● INSTRUCTIONS FOR THE TASK
Copy, from the entries below, each line where the word "invariants" can be found.

● RECORD EXCERPTS
#[tokio::test(start_paused = true)]
async fn disconnect_during_slow_open_never_reports_connected() {
    let (inner, mut server) = MemoryTransport::pair();
    let transport = SlowTransport { inner, delay: Duration::from_secs(5) };
    let manager = ConnectionManager::spawn(&config(), transport, SimEnv::with_seed(1)).unwrap();
    let (log, _sub) = record_status(&manager);

    manager.connect();
    tokio::time::sleep(Duration::from_secs(1)).await;
    manager.force_disconnect();
    tokio::time::sleep(Duration::from_secs(10)).await;

    let statuses: Vec<ConnectionState> = log.lock().iter().map(|(s, _)| *s).collect();
    assert_eq!(statuses, vec![ConnectionState::Connecting, ConnectionState::Disconnected]);
    assert!(!manager.is_connected());
    assert_eq!(manager.state(), ConnectionState::Disconnected);

    // The handshake still finished; that link is closed right away.
    let mut conn = server.try_accept().unwrap();
    assert_eq!(conn.recv().await, Some(ClientOutput::Close(1000)));
    assert_eq!(server.open_count(), 1);
}

#[tokio::test(start_paused = true)]
async fn connect_after_disconnect_supersedes_slow_open() {
    let (inner, mut server) = MemoryTransport::pair();
    let transport = SlowTransport { inner, delay: Duration::from_secs(5) };
    let manager = ConnectionManager::spawn(&config(), transport, SimEnv::with_seed(1)).unwrap();

    manager.connect();
    tokio::time::sleep(Duration::from_secs(1)).await;
    manager.disconnect();
    manager.connect();
    tokio::time::sleep(Duration::from_secs(10)).await;

    assert_eq!(manager.state(), ConnectionState::Connected);
    assert_eq!(server.open_count(), 1);
    assert!(server.try_accept().is_some());
    assert!(server.try_accept().is_none());
}

#[tokio::test(start_paused = true)]
async fn send_stamps_time_and_keeps_correlation_id() {
    let (manager, mut server) = spawn(&config());
    let mut conn = connected(&manager, &mut server).await;
    tokio::time::sleep(Duration::from_millis(1_500)).await;

    let id = CorrelationId::from_u64(42);
    manager.send(OutgoingMessage::private(9, "hi").with_client_id(id.clone())).unwrap();

    let text = conn.recv_text().await.unwrap();
    let sent: OutgoingMessage = serde_json::from_str(&text).unwrap();
    assert_eq!(sent.kind, FrameKind::Private);
    assert_eq!(sent.to, Some(9));
    assert_eq!(sent.client_id, Some(id));
    assert_eq!(sent.timestamp, SIM_EPOCH.saturating_add(Duration::from_millis(1_500)));
}

#[tokio::test(start_paused = true)]
async fn send_message_builds_group_frame() {
    let (manager, mut server) = spawn(&config());
    let mut conn = connected(&manager, &mut server).await;

    manager.send_message(FrameKind::Group, "hey all", None, Some(3)).unwrap();

    let sent: OutgoingMessage = serde_json::from_str(&conn.recv_text().await.unwrap()).unwrap();
    assert_eq!(sent.kind, FrameKind::Group);
    assert_eq!(sent.group_id, Some(3));
    assert_eq!(sent.content, "hey all");
}

#[tokio::test(start_paused = true)]
async fn dropped_subscription_stops_delivery() {
    let (manager, mut server) = spawn(&config());
    let (tx, mut rx) = mpsc::unbounded_channel();
    let sub = manager.subscribe(FrameKind::Private, move |frame| {
        let _ = tx.send(frame.clone());
        Ok(())
    });

    let conn = connected(&manager, &mut server).await;
    drop(sub);
    conn.push(&private(9, 7, "lost"));
    tokio::time::sleep(Duration::from_millis(10)).await;

    assert!(rx.recv().await.is_none());
    assert_eq!(manager.bus().handler_count(&FrameKind::Private), 0);
}

#[tokio::test(start_paused = true)]
async fn dispatcher_routes_notifications_by_subtype() {
    let (manager, mut server) = spawn(&config());
    let mut dispatcher = NotificationDispatcher::new();
    dispatcher.attach(&manager);
    assert!(dispatcher.is_attached());

    let (tx, mut rx) = mpsc::unbounded_channel();
    let _sub = dispatcher.subscribe(NotificationKind::UserConnected, move |n| {
        let _ = tx.send(n.subject());
        Ok(())
    });

    let conn = connected(&manager, &mut server).await;
    conn.push(&Frame::Notification(
        Notification::new(NotificationKind::Follow, Timestamp::from_millis(0)).with_from(4),
    ));
    conn.push(&Frame::Notification(
        Notification::new(NotificationKind::UserConnected, Timestamp::from_millis(0)).with_user(12),
    ));

    assert_eq!(rx.recv().await.unwrap(), Some(12));
    assert!(rx.try_recv().is_err());
}

#[tokio::test(start_paused = true)]
async fn shutdown_closes_the_link() {
    let (manager, mut server) = spawn(&config());
    let mut conn = connected(&manager, &mut server).await;

    manager.shutdown().await;

    assert_eq!(conn.recv().await, Some(ClientOutput::Close(1000)));
}
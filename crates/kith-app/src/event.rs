//! Inputs to the chat view model.
//!
//! Events come from three places:
//! - Frames and status changes from the connection manager.
//! - Completed REST calls (history, online users).
//! - Presence notifications routed by the notification dispatcher.

use kith_client::{ApiError, HistoryMessage};
use kith_proto::{ConnectionState, Conversation, CorrelationId, Frame, UserId};

/// Events processed by the chat view model.
#[derive(Debug, Clone)]
pub enum ChatEvent {
    /// Connection status changed.
    ConnectionChanged(ConnectionState),

    /// A frame arrived from the server.
    FrameReceived(Frame),

    /// History fetch succeeded.
    HistoryLoaded {
        /// Conversation the history belongs to.
        conversation: Conversation,
        /// Messages, oldest first.
        messages: Vec<HistoryMessage>,
    },

    /// History fetch failed.
    HistoryFailed {
        /// Conversation the request was for.
        conversation: Conversation,
        /// What went wrong.
        error: ApiError,
    },

    /// Online-user snapshot arrived.
    OnlineUsersLoaded(Vec<UserId>),

    /// A user came online.
    UserConnected(UserId),

    /// A user went offline.
    UserDisconnected(UserId),

    /// The connection refused an outbound message.
    SendFailed {
        /// Correlation ID of the optimistic message.
        client_id: CorrelationId,
        /// Why the send failed.
        reason: String,
    },
}
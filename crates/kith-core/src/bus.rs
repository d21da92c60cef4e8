//! Typed publish/subscribe.
//!
//! [`EventBus`] maps a key (frame kind, notification subtype) to an ordered
//! list of handlers. Subscribing returns a [`Subscription`]; dropping or
//! cancelling it removes exactly that registration, so two consumers that
//! register the same closure can never remove each other's handler.
//!
//! # Dispatch
//!
//! - Handlers for a key run in registration order.
//! - The handler list is snapshotted before delivery and the lock released, so
//!   handlers may subscribe or unsubscribe (including themselves) mid-dispatch.
//!   Changes take effect from the next event.
//! - A handler returning [`HandlerError`] is logged; delivery continues with
//!   the next handler.

use std::{
    collections::HashMap,
    fmt,
    hash::Hash,
    sync::{Arc, Weak},
};

use parking_lot::Mutex;

use crate::error::HandlerError;

/// Event handler stored on the bus.
pub type Handler<E> = Arc<dyn Fn(&E) -> Result<(), HandlerError> + Send + Sync>;

struct Registry<K, E> {
    next_id: u64,
    handlers: HashMap<K, Vec<(u64, Handler<E>)>>,
}

impl<K: Eq + Hash, E> Registry<K, E> {
    fn remove(&mut self, key: &K, id: u64) -> bool {
        let Some(list) = self.handlers.get_mut(key) else { return false };
        let before = list.len();
        list.retain(|(handler_id, _)| *handler_id != id);
        let removed = list.len() != before;
        if list.is_empty() {
            self.handlers.remove(key);
        }
        removed
    }
}

/// Keyed handler registry with ordered delivery.
///
/// Cloning yields another handle to the same registry.
pub struct EventBus<K, E> {
    inner: Arc<Mutex<Registry<K, E>>>,
}

impl<K, E> Clone for EventBus<K, E> {
    fn clone(&self) -> Self {
        Self { inner: Arc::clone(&self.inner) }
    }
}

impl<K, E> Default for EventBus<K, E>
where
    K: Eq + Hash + Clone + fmt::Debug + Send + 'static,
    E: 'static,
{
    fn default() -> Self {
        Self::new()
    }
}

impl<K, E> fmt::Debug for EventBus<K, E> {
    fn fmt(&self, f: &mut fmt::Formatter<'_>) -> fmt::Result {
        let registry = self.inner.lock();
        let total: usize = registry.handlers.values().map(Vec::len).sum();
        f.debug_struct("EventBus").field("handlers", &total).finish()
    }
}

impl<K, E> EventBus<K, E>
where
    K: Eq + Hash + Clone + fmt::Debug + Send + 'static,
    E: 'static,
{
    /// Create an empty bus.
    pub fn new() -> Self {
        Self { inner: Arc::new(Mutex::new(Registry { next_id: 0, handlers: HashMap::new() })) }
    }

    /// Register `handler` for `key`.
    ///
    /// The handler stays registered until the returned [`Subscription`] is
    /// dropped or cancelled.
    #[must_use = "dropping the subscription unsubscribes the handler"]
    pub fn subscribe<F>(&self, key: K, handler: F) -> Subscription
    where
        F: Fn(&E) -> Result<(), HandlerError> + Send + Sync + 'static,
    {
        let id = {
            let mut registry = self.inner.lock();
            let id = registry.next_id;
            registry.next_id += 1;
            registry.handlers.entry(key.clone()).or_default().push((id, Arc::new(handler)));
            id
        };

        let registry: Weak<Mutex<Registry<K, E>>> = Arc::downgrade(&self.inner);
        Subscription {
            cancel: Some(Box::new(move || {
                if let Some(registry) = registry.upgrade() {
                    registry.lock().remove(&key, id);
                }
            })),
        }
    }

    /// Deliver `event` to every handler registered for `key`.
    ///
    /// Returns the number of handlers invoked.
    pub fn dispatch(&self, key: &K, event: &E) -> usize {
        let snapshot: Vec<Handler<E>> = {
            let registry = self.inner.lock();
            match registry.handlers.get(key) {
                Some(list) => list.iter().map(|(_, handler)| Arc::clone(handler)).collect(),
                None => return 0,
            }
        };

        for handler in &snapshot {
            if let Err(error) = handler(event) {
                tracing::warn!(?key, %error, "event handler failed");
            }
        }
        snapshot.len()
    }

    /// Number of handlers registered for `key`.
    pub fn handler_count(&self, key: &K) -> usize {
        self.inner.lock().handlers.get(key).map_or(0, Vec::len)
    }

    /// Total number of registered handlers.
    pub fn len(&self) -> usize {
        self.inner.lock().handlers.values().map(Vec::len).sum()
    }

    /// Whether no handler is registered.
    pub fn is_empty(&self) -> bool {
        self.len() == 0
    }
}

/// Handle to one registration on an [`EventBus`].
///
/// Dropping the handle unsubscribes. Use [`Subscription::detach`] to keep the
/// handler registered for the lifetime of the bus.
#[must_use = "dropping the subscription unsubscribes the handler"]
pub struct Subscription {
    cancel: Option<Box<dyn FnOnce() + Send>>,
}

impl Subscription {
    /// Unsubscribe now.
    pub fn cancel(mut self) {
        if let Some(cancel) = self.cancel.take() {
            cancel();
        }
    }

    /// Keep the handler registered after this handle goes away.
    pub fn detach(mut self) {
        self.cancel = None;
    }
}

impl Drop for Subscription {
    fn drop(&mut self) {
        if let Some(cancel) = self.cancel.take() {
            cancel();
        }
    }
}

impl fmt::Debug for Subscription {
    fn fmt(&self, f: &mut fmt::Formatter<'_>) -> fmt::Result {
        f.debug_struct("Subscription").field("active", &self.cancel.is_some()).finish()
    }
}
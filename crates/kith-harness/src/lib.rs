//! Deterministic test harness for Kith.
//!
//! Everything here replaces a piece of the outside world so the client and
//! app crates can be tested without sockets, servers or real clocks:
//!
//! - [`SimEnv`]: seeded randomness and tokio-driven time. Pair with
//!   `#[tokio::test(start_paused = true)]` so reconnect timers fire
//!   instantly.
//! - [`MemoryTransport`] / [`MemoryServer`]: an in-memory WebSocket stand-in
//!   where the test plays the server.
//! - [`FakeApi`]: scripted REST responses.
//! - [`invariants`]: properties of the chat view checked after every step.

#![forbid(unsafe_code)]
#![warn(missing_docs)]

pub mod fake_api;
pub mod invariants;
pub mod memory_transport;
pub mod sim_env;

pub use fake_api::FakeApi;
pub use invariants::{
    ActiveConversationHasNoForeignMessages, Invariant, InvariantKind, InvariantRegistry,
    InvariantResult, NoDuplicateEcho, OptimisticOnlyWhenActive, ViewSnapshot, Violation,
};
pub use memory_transport::{ClientOutput, MemoryLink, MemoryServer, MemoryTransport, ServerConn};
pub use sim_env::{SIM_EPOCH, SimEnv};
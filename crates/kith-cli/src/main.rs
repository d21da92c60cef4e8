//! Kith terminal client entry point.
//!
//! # Usage
//!
//! ```bash
//! kith --base-url https://social.example --user 7 --session 'session_id=abc123'
//! ```

use clap::Parser;
use kith_cli::Runtime;
use kith_client::{ClientConfig, SessionCredential};
use tracing_subscriber::{EnvFilter, fmt, layer::SubscriberExt, util::SubscriberInitExt};
use url::Url;

/// Kith messaging client
#[derive(Parser, Debug)]
#[command(name = "kith")]
#[command(about = "Terminal client for Kith real-time messaging")]
#[command(version)]
struct Args {
    /// Origin of the Kith API, e.g. `https://social.example`
    #[arg(short, long)]
    base_url: Url,

    /// Your user ID
    #[arg(short, long)]
    user: u64,

    /// Session cookie header (`session_id=...; other=...`) or raw session ID
    #[arg(short, long)]
    session: Option<String>,

    /// Log level (trace, debug, info, warn, error)
    #[arg(long, default_value = "warn")]
    log_level: String,

    /// Do not reconnect after the connection drops
    #[arg(long)]
    no_reconnect: bool,
}

fn credential(raw: &str) -> SessionCredential {
    SessionCredential::from_cookie_header(raw).unwrap_or_else(|| SessionCredential::new(raw.trim()))
}

#[tokio::main]
async fn main() -> Result<(), Box<dyn std::error::Error>> {
    let args = Args::parse();
    let filter =
        EnvFilter::try_from_default_env().unwrap_or_else(|_| EnvFilter::new(&args.log_level));

    // stdout belongs to the chat view.
    tracing_subscriber::registry().with(fmt::layer().with_writer(std::io::stderr)).with(filter).init();

    let mut config = ClientConfig::new(args.base_url).with_auto_reconnect(!args.no_reconnect);
    if let Some(raw) = args.session.as_deref() {
        config = config.with_session(credential(raw));
    }

    tracing::info!(user = args.user, endpoint = ?config.websocket_url().ok(), "kith starting");

    Runtime::new(&config, args.user)?.run().await?;

    Ok(())
}
//! Simulated environment.
//!
//! Monotonic time is tokio's clock, so tests run with
//! `#[tokio::test(start_paused = true)]` and timers fire as soon as the
//! runtime is idle. Wall-clock time is derived from a fixed epoch plus the
//! elapsed tokio time. Randomness comes from a seeded ChaCha RNG.

use std::{sync::Arc, time::Duration};

use kith_core::Environment;
use kith_proto::Timestamp;
use parking_lot::Mutex;
use rand::{RngCore, SeedableRng};
use rand_chacha::ChaCha8Rng;

/// Wall-clock time at simulation start: 2023-11-14T22:13:20Z.
pub const SIM_EPOCH: Timestamp = Timestamp::from_millis(1_700_000_000_000);

/// Deterministic environment for tests.
#[derive(Clone)]
pub struct SimEnv {
    rng: Arc<Mutex<ChaCha8Rng>>,
    start: tokio::time::Instant,
    epoch: Timestamp,
}

impl SimEnv {
    /// Environment seeded with `seed`, starting at [`SIM_EPOCH`].
    pub fn with_seed(seed: u64) -> Self {
        Self {
            rng: Arc::new(Mutex::new(ChaCha8Rng::seed_from_u64(seed))),
            start: tokio::time::Instant::now(),
            epoch: SIM_EPOCH,
        }
    }

    /// Time elapsed since the environment was created.
    pub fn elapsed(&self) -> Duration {
        tokio::time::Instant::now() - self.start
    }
}

impl Default for SimEnv {
    fn default() -> Self {
        Self::with_seed(0)
    }
}

impl std::fmt::Debug for SimEnv {
    fn fmt(&self, f: &mut std::fmt::Formatter<'_>) -> std::fmt::Result {
        f.debug_struct("SimEnv").field("elapsed", &self.elapsed()).finish_non_exhaustive()
    }
}

impl Environment for SimEnv {
    type Instant = tokio::time::Instant;

    fn now(&self) -> Self::Instant {
        tokio::time::Instant::now()
    }

    fn wall_clock(&self) -> Timestamp {
        self.epoch.saturating_add(self.elapsed())
    }

    fn sleep(&self, duration: Duration) -> impl std::future::Future<Output = ()> + Send {
        tokio::time::sleep(duration)
    }

    fn random_bytes(&self, buffer: &mut [u8]) {
        self.rng.lock().fill_bytes(buffer);
    }
}
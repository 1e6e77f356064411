//! Geospatial primitives for matching summit photos to peaks.
//!
//! This crate provides:
//! - Haversine (great-circle) distance on a spherical Earth
//! - Degrees-minutes-seconds conversion for EXIF GPS readings
//! - Coordinate validation
//! - Batch distance calculation with optional parallelism
//!
//! # Example
//!
//! ```
//! use summit_geo::{haversine_distance_meters, Coordinate};
//!
//! let everest = Coordinate::new(27.9881, 86.9250);
//! let k2 = Coordinate::new(35.8825, 76.5133);
//!
//! let distance_m = haversine_distance_meters(&everest, &k2);
//! assert!(distance_m > 1_250_000.0 && distance_m < 1_350_000.0);
//! ```

mod dms;
mod error;
mod haversine;
pub mod batch;

pub use batch::{distances_from, within_radius};
pub use dms::{decimal_to_dms, dms_to_decimal, Dms};
pub use error::{validate_distance, GeoError, GeoErrorCode, Result};
pub use haversine::{haversine_distance, haversine_distance_meters, EARTH_RADIUS_KM, EARTH_RADIUS_M};

/// Minimum valid latitude in degrees.
pub const LATITUDE_MIN: f64 = -90.0;
/// Maximum valid latitude in degrees.
pub const LATITUDE_MAX: f64 = 90.0;
/// Minimum valid longitude in degrees.
pub const LONGITUDE_MIN: f64 = -180.0;
/// Maximum valid longitude in degrees.
pub const LONGITUDE_MAX: f64 = 180.0;

/// A geographic coordinate with latitude and longitude in decimal degrees.
#[derive(Debug, Clone, Copy, PartialEq, serde::Serialize, serde::Deserialize)]
pub struct Coordinate {
    /// Latitude in degrees (-90 to 90)
    pub latitude: f64,
    /// Longitude in degrees (-180 to 180)
    pub longitude: f64,
}

impl Coordinate {
    /// Creates a new coordinate.
    ///
    /// No validation happens here; use [`Coordinate::validate`] at input boundaries.
    #[inline]
    pub const fn new(latitude: f64, longitude: f64) -> Self {
        Self { latitude, longitude }
    }

    /// Builds a coordinate from two DMS readings (latitude first).
    pub fn from_dms(latitude: Dms, longitude: Dms) -> Self {
        Self::new(latitude.to_decimal(), longitude.to_decimal())
    }

    /// Returns true if both axes are finite and within range.
    #[inline]
    pub fn is_valid(&self) -> bool {
        self.latitude.is_finite()
            && self.longitude.is_finite()
            && (LATITUDE_MIN..=LATITUDE_MAX).contains(&self.latitude)
            && (LONGITUDE_MIN..=LONGITUDE_MAX).contains(&self.longitude)
    }

    /// Checks the coordinate, reporting which axis is out of range.
    pub fn validate(&self) -> Result<()> {
        if !self.latitude.is_finite() || !(LATITUDE_MIN..=LATITUDE_MAX).contains(&self.latitude) {
            return Err(GeoError::InvalidCoordinate(format!(
                "latitude {} is outside [{}, {}]",
                self.latitude, LATITUDE_MIN, LATITUDE_MAX
            )));
        }
        if !self.longitude.is_finite()
            || !(LONGITUDE_MIN..=LONGITUDE_MAX).contains(&self.longitude)
        {
            return Err(GeoError::InvalidCoordinate(format!(
                "longitude {} is outside [{}, {}]",
                self.longitude, LONGITUDE_MIN, LONGITUDE_MAX
            )));
        }
        Ok(())
    }

    /// Converts degrees to radians for internal calculations.
    #[inline]
    pub(crate) fn to_radians(self) -> (f64, f64) {
        (self.latitude.to_radians(), self.longitude.to_radians())
    }
}

impl From<(f64, f64)> for Coordinate {
    fn from((lat, lng): (f64, f64)) -> Self {
        Self::new(lat, lng)
    }
}

impl std::fmt::Display for Coordinate {
    fn fmt(&self, f: &mut std::fmt::Formatter<'_>) -> std::fmt::Result {
        write!(f, "({:.6}, {:.6})", self.latitude, self.longitude)
    }
}
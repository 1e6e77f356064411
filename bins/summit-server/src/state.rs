use std::sync::Arc;

use summit_core::config::{MatcherConfig, ServerConfig};
use summit_peaks::{ConfiguredCatalog, PeakMatcher};

/// Shared by every handler.
pub struct State {
    pub matcher: PeakMatcher<ConfiguredCatalog>,
    pub defaults: MatcherConfig,
    pub server: ServerConfig,
}

impl State {
    pub fn new(catalog: ConfiguredCatalog, defaults: MatcherConfig, server: ServerConfig) -> Arc<Self> {
        Arc::new(Self {
            matcher: PeakMatcher::new(catalog),
            defaults,
            server,
        })
    }

    pub fn from_config(config: &summit_core::config::ConfigSchema) -> Arc<Self> {
        let catalog = ConfiguredCatalog::from_path(config.catalog.path.as_deref());
        tracing::info!(catalog = %catalog.describe(), "Using peak catalog");
        Self::new(catalog, config.matcher.clone(), config.server.clone())
    }
}
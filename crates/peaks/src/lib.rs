//! Peak catalog access and nearest-peak matching.
//!
//! A [`PeakMatcher`] wraps any [`PeakCatalog`] and answers two questions about
//! a point: which single peak is closest (optionally within a radius), and
//! which N peaks are closest, ranked.
//!
//! # Example
//!
//! ```
//! use summit_geo::Coordinate;
//! use summit_peaks::{seed_catalog, PeakMatcher};
//!
//! let matcher = PeakMatcher::new(seed_catalog());
//! let near_rysy = Coordinate::new(49.1794, 20.0880);
//!
//! let found = matcher.find_nearest(near_rysy, Some(5000.0)).unwrap().unwrap();
//! assert_eq!(found.peak.name, "Rysy");
//! assert!(found.distance < 20.0);
//!
//! let ranked = matcher.find_nearest_n(near_rysy, None, 2).unwrap();
//! assert_eq!(ranked.len(), 2);
//! ```

mod catalog;
mod error;
mod matcher;
mod model;
pub mod seed;

pub use catalog::{ConfiguredCatalog, FileCatalog, InMemoryCatalog, PeakCatalog};
pub use error::{CatalogError, MatchError};
pub use matcher::{MatchResult, PeakMatcher, DEFAULT_LIMIT, DEFAULT_MAX_DISTANCE_M};
pub use model::{Peak, PeakMatch};
pub use seed::{polish_peaks, seed_catalog};
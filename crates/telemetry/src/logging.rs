use serde::{Deserialize, Serialize};
use tracing_subscriber::EnvFilter;

/// Subscriber settings, usually built from the `[logging]` config section
#[derive(Debug, Clone, Serialize, Deserialize)]
pub struct TelemetryConfig {
    /// `EnvFilter` directive used when `RUST_LOG` is unset
    pub log_level: String,
    /// One JSON object per line instead of compact text
    pub json: bool,
    pub show_target: bool,
    pub show_thread_ids: bool,
    pub show_file: bool,
    pub show_line_number: bool,
}

impl Default for TelemetryConfig {
    fn default() -> Self {
        Self::with_level("info", false)
    }
}

impl TelemetryConfig {
    /// Defaults with a specific level and output format
    pub fn with_level(log_level: impl Into<String>, json: bool) -> Self {
        Self {
            log_level: log_level.into(),
            json,
            show_target: false,
            show_thread_ids: false,
            show_file: false,
            show_line_number: false,
        }
    }

    fn filter(&self) -> EnvFilter {
        EnvFilter::try_from_default_env().unwrap_or_else(|_| EnvFilter::new(&self.log_level))
    }
}

/// Install the default subscriber at `info`
pub fn init() -> anyhow::Result<()> {
    init_with_config(TelemetryConfig::default())
}

/// Install the global subscriber
///
/// `RUST_LOG` takes precedence over `config.log_level`. Output goes to stderr
/// so command output on stdout stays machine-readable.
pub fn init_with_config(config: TelemetryConfig) -> anyhow::Result<()> {
    let builder = tracing_subscriber::fmt()
        .with_env_filter(config.filter())
        .with_writer(std::io::stderr)
        .with_target(config.show_target)
        .with_thread_ids(config.show_thread_ids)
        .with_file(config.show_file)
        .with_line_number(config.show_line_number);

    let installed = if config.json {
        builder.json().try_init()
    } else {
        builder.compact().try_init()
    };
    installed.map_err(|e| anyhow::anyhow!("failed to install tracing subscriber: {e}"))?;

    tracing::info!(
        session_id = %crate::session_id(),
        version = env!("CARGO_PKG_VERSION"),
        level = %config.log_level,
        "Telemetry initialized"
    );
    Ok(())
}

● ANSWER BOX
//! - [`invariants`]: properties of the chat view checked after every step.
pub mod invariants;
pub use invariants::{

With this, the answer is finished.